The Ethereum network, popular for many small-time digital currency gambling operators, has run into a problem. A newly released critical bug has rendered a portion of nodes useless, and how the bug got introduced reveals a lack of professionalism from key developers.

The Parity-Ethereum and OpenEthereum clients, versions 2.7 and later contain a critical bug which prevent nodes from syncing with the latest block from the network. As a fix will take weeks, if not months to fix, develoeprs have recommended going back to a previous, 2019 release as a temporary fix.

These clients represent a minority of the Ethereum network, as the Ethereum Foundation-backed Geth client represents 80% of the network. However, when Geth went down due to a distributed denial of service (DDOS) in the past, Parity-Ethereum alone kept Ethereum alive.

CoinDesk reports that this type of development issue was an open secret in the Ethereum community. A lack of code commits in GitHub dating back several years now, along with comments from inside the team that the code was causing memory and disk usage issues, didn’t stop the code from going live in the client.

This all may be a non-issue if Geth continues to run without issue before OpenEthereum can fix their code. But considering malicious attackers have taken down Geth in the past, and OpenEthereum have now proven their willing to release broken code, it doesn’t speak well of Ethereum’s future as an enterprise blockchain option.

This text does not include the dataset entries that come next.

//! Agent Deployer Library
//!
//! Builds uploaded trading-agent sources into container images and deploys
//! them onto a Kubernetes cluster, tracking progress on the agent record.

pub mod app;
pub mod authn;
pub mod build;
pub mod config;
pub mod deploy;
pub mod errors;
pub mod http;
pub mod logs;
pub mod models;
pub mod server;
pub mod store;
pub mod target;
pub mod utils;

For gambling operators who are serious about running a business on a blockchain platform, and not just as a side hobby, they need a network that’s proven to have a professional, stable code base. Thankfully, Bitcoin SV (BSV) exists for that.

With a massively scaling blockchain, bringing costs low for transactions and the added benefit of transmitting data over the network, Bitcoin SV has all of the elements a serious gambling operation could want. And as the BSV development team have committed to a rigorous, professionalized quality assurance process before new updates are released, enterprises don’t have to worry that something will suddenly break for a lack of care.